§ **EXERCISE DIRECTIONS**
If "bool" shows up in a line of the material, return that line.
*** PROVIDED RECORDS
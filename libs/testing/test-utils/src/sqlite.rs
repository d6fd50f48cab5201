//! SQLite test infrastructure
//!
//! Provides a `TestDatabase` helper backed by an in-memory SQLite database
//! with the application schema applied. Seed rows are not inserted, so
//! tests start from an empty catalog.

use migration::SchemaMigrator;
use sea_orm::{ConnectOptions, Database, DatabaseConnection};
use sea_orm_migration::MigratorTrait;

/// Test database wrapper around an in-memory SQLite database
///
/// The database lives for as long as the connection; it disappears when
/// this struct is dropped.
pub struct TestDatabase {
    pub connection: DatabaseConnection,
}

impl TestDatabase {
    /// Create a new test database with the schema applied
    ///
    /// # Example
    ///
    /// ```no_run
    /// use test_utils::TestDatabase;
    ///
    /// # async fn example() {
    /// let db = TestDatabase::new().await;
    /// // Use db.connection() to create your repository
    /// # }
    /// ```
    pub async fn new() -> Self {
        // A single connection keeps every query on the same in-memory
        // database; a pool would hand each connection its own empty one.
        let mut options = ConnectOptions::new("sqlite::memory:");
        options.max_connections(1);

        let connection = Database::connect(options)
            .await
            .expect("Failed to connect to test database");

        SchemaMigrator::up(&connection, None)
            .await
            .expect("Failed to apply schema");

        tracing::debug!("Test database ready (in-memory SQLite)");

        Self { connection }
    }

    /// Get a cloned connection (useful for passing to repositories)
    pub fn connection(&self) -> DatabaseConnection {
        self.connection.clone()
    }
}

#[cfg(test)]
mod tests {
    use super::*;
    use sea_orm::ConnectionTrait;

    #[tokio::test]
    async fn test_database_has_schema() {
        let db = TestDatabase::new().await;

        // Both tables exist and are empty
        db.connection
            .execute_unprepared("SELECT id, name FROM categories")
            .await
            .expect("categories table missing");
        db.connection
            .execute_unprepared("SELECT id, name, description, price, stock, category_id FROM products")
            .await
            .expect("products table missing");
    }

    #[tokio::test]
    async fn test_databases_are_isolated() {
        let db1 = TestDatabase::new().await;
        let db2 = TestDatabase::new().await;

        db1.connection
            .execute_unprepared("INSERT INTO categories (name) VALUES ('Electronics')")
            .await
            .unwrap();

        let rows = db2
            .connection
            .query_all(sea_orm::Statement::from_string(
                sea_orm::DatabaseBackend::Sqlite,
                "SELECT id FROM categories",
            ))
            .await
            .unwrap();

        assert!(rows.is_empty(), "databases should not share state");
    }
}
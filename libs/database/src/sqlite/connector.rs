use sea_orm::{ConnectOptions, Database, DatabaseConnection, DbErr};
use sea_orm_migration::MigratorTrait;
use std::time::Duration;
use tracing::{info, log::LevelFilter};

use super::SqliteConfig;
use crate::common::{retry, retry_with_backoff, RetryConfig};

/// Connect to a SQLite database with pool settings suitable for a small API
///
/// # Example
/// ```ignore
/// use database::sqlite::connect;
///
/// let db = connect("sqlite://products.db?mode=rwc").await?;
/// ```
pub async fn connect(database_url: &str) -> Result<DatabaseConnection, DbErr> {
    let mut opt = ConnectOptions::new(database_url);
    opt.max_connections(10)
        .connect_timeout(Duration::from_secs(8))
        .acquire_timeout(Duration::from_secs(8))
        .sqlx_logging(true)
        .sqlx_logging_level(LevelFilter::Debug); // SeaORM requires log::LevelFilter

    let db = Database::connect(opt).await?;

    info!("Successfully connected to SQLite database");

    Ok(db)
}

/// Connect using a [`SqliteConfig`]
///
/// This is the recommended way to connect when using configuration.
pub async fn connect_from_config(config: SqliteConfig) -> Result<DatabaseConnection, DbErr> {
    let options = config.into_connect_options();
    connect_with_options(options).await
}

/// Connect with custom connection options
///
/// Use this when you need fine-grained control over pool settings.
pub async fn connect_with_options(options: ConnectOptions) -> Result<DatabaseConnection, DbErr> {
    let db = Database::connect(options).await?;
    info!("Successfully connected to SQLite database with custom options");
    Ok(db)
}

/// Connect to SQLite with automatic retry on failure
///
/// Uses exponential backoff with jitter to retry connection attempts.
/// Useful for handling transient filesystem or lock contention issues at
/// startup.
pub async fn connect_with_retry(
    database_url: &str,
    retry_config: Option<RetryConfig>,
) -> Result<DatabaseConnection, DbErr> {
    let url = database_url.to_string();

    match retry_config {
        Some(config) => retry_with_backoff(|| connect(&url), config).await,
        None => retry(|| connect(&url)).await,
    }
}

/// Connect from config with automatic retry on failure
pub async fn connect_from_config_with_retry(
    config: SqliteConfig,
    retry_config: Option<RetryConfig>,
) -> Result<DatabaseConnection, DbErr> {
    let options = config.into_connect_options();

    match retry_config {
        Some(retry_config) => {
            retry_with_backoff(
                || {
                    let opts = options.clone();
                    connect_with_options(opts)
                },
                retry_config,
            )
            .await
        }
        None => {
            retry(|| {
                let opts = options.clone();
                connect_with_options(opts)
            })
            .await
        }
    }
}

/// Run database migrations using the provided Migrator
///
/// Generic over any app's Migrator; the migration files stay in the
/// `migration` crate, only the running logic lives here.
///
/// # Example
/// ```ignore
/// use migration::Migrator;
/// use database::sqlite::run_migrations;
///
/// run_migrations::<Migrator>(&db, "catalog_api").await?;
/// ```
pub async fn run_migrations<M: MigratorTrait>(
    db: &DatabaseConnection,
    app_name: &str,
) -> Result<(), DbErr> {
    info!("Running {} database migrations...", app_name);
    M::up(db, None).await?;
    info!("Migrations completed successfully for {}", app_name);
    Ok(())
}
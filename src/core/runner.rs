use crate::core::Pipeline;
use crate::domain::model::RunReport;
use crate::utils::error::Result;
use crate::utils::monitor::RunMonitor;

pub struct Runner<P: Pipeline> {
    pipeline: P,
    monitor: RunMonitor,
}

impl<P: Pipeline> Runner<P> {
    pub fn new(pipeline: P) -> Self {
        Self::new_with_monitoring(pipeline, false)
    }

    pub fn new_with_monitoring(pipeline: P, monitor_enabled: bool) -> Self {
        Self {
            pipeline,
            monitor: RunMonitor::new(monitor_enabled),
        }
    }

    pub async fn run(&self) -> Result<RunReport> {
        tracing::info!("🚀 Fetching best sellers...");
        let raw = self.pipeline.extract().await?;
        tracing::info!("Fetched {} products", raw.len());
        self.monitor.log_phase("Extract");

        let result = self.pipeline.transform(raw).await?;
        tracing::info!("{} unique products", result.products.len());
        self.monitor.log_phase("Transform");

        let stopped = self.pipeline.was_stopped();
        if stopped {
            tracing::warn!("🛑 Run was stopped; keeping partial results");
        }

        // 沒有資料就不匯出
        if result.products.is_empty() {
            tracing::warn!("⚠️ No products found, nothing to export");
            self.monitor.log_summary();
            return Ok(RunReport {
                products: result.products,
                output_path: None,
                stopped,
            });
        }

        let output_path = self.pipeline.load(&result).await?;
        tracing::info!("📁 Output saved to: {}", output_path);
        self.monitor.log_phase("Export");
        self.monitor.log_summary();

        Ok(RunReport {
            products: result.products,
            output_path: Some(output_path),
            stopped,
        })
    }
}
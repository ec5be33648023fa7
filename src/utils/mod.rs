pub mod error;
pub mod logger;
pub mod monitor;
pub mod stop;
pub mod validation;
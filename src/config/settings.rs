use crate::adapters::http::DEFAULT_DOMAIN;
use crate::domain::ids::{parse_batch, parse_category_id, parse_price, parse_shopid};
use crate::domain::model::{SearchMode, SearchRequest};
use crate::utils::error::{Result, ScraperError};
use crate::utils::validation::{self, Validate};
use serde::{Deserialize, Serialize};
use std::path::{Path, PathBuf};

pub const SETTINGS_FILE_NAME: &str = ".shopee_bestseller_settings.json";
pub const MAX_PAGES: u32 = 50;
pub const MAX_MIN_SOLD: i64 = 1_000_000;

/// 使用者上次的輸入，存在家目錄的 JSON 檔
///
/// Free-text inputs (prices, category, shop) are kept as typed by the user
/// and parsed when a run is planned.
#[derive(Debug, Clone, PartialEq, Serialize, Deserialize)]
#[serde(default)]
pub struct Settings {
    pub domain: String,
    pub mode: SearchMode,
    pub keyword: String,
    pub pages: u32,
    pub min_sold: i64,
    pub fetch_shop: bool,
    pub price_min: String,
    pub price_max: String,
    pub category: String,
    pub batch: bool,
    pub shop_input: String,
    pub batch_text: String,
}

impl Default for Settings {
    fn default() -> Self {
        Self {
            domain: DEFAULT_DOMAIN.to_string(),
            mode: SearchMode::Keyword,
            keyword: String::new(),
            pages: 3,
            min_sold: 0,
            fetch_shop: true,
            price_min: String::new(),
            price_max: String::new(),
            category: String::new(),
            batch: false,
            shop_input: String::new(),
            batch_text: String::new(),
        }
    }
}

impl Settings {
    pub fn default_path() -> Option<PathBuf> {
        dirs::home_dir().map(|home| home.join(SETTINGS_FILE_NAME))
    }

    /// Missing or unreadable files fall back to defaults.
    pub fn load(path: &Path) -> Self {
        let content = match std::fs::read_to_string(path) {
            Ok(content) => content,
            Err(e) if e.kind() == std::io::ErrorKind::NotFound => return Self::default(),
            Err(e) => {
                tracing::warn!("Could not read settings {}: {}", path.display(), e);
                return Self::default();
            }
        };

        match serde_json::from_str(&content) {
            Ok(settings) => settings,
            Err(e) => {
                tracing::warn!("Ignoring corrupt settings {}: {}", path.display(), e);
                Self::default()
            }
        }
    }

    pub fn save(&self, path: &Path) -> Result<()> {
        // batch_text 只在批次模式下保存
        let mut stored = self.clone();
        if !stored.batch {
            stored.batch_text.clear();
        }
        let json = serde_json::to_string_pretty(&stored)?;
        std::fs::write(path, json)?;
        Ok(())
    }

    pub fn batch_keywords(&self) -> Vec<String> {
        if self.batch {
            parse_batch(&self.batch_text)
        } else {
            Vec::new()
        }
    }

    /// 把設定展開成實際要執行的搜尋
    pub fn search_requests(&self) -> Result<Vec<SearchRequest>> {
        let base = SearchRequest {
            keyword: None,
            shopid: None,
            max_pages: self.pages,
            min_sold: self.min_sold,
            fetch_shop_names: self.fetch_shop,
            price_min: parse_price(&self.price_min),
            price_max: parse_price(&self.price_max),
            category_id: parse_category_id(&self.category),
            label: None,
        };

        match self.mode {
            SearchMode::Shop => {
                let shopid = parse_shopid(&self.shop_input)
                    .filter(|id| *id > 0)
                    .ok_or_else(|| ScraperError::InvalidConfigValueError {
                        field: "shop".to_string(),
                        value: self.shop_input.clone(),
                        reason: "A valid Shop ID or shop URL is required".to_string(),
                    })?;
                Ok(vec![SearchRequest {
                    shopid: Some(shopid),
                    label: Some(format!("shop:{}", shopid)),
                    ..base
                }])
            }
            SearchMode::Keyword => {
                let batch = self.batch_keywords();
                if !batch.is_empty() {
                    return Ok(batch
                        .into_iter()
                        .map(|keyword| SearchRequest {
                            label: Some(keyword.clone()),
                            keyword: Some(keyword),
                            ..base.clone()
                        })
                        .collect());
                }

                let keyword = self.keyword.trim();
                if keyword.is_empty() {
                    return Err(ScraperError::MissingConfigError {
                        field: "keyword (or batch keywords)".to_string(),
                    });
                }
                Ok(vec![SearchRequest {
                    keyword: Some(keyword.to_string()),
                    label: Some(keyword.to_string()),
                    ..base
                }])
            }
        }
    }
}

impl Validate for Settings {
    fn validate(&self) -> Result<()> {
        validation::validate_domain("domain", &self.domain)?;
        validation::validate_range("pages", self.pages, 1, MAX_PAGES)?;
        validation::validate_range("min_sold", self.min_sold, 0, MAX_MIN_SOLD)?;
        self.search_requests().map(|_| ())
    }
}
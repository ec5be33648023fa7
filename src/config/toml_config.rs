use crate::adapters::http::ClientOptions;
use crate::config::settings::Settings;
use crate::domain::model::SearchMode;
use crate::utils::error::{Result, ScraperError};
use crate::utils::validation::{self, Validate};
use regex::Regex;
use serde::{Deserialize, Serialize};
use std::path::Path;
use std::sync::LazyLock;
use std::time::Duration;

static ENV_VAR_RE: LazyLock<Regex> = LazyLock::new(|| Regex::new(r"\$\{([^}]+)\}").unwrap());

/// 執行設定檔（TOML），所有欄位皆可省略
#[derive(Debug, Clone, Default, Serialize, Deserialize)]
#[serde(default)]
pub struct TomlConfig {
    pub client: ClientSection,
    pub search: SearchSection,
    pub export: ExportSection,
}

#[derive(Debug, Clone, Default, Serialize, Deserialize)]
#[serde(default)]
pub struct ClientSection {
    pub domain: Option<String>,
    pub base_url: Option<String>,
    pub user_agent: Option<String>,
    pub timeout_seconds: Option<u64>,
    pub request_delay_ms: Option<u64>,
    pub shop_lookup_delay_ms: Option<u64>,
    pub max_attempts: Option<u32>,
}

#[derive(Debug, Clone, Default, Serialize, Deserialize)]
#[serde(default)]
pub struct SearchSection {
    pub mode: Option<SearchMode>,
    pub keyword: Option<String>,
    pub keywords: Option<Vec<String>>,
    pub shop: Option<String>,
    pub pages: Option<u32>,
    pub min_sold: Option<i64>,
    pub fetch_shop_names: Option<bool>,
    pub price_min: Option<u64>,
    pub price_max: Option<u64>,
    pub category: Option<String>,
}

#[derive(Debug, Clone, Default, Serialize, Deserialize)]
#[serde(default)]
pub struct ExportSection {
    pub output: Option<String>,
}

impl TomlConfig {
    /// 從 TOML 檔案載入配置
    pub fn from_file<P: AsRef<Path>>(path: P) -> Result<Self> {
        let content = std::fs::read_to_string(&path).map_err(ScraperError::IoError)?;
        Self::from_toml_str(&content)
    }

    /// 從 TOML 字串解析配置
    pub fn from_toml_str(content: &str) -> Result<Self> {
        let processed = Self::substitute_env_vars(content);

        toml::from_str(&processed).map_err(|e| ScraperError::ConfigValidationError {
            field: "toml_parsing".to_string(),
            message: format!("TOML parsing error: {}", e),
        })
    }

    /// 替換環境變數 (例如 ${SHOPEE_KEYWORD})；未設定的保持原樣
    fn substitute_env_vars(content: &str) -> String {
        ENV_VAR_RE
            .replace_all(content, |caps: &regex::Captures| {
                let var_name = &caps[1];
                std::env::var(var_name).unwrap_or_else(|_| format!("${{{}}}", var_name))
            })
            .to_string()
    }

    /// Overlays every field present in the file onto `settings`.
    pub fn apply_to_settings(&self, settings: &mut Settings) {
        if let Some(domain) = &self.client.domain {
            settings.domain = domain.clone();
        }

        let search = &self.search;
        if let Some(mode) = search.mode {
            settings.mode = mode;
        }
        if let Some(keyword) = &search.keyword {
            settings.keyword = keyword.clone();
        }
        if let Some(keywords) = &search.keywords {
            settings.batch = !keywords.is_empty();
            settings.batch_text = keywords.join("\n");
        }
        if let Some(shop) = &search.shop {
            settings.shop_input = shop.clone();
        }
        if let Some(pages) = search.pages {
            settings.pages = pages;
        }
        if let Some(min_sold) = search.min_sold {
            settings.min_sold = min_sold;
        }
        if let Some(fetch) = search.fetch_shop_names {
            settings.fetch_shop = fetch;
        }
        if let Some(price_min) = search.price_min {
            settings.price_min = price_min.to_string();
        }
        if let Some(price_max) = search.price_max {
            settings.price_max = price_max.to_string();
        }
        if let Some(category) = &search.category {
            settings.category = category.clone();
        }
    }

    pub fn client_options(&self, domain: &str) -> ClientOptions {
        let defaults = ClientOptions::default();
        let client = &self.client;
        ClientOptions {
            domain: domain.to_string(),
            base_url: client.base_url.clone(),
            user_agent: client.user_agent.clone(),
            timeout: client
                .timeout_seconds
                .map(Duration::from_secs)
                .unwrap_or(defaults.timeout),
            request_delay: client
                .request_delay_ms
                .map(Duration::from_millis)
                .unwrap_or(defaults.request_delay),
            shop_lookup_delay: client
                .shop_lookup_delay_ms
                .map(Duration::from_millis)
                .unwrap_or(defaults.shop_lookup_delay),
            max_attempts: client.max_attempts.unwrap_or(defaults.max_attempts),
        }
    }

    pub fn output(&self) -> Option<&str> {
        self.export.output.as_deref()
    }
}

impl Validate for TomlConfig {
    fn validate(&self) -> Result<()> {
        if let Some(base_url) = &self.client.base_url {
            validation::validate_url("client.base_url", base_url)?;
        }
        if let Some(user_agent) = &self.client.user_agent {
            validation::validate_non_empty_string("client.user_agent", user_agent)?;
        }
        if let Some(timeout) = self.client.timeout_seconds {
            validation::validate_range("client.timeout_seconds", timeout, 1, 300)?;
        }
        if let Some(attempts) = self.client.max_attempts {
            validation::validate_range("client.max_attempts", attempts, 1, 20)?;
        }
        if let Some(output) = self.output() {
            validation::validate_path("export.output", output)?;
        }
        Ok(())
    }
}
******
§ **EXERCISE OUTPUT**
    pub fn new_with_monitoring(pipeline: P, monitor_enabled: bool) -> Self {
    pub fetch_shop: bool,
    pub batch: bool,
    pub fetch_shop_names: Option<bool>,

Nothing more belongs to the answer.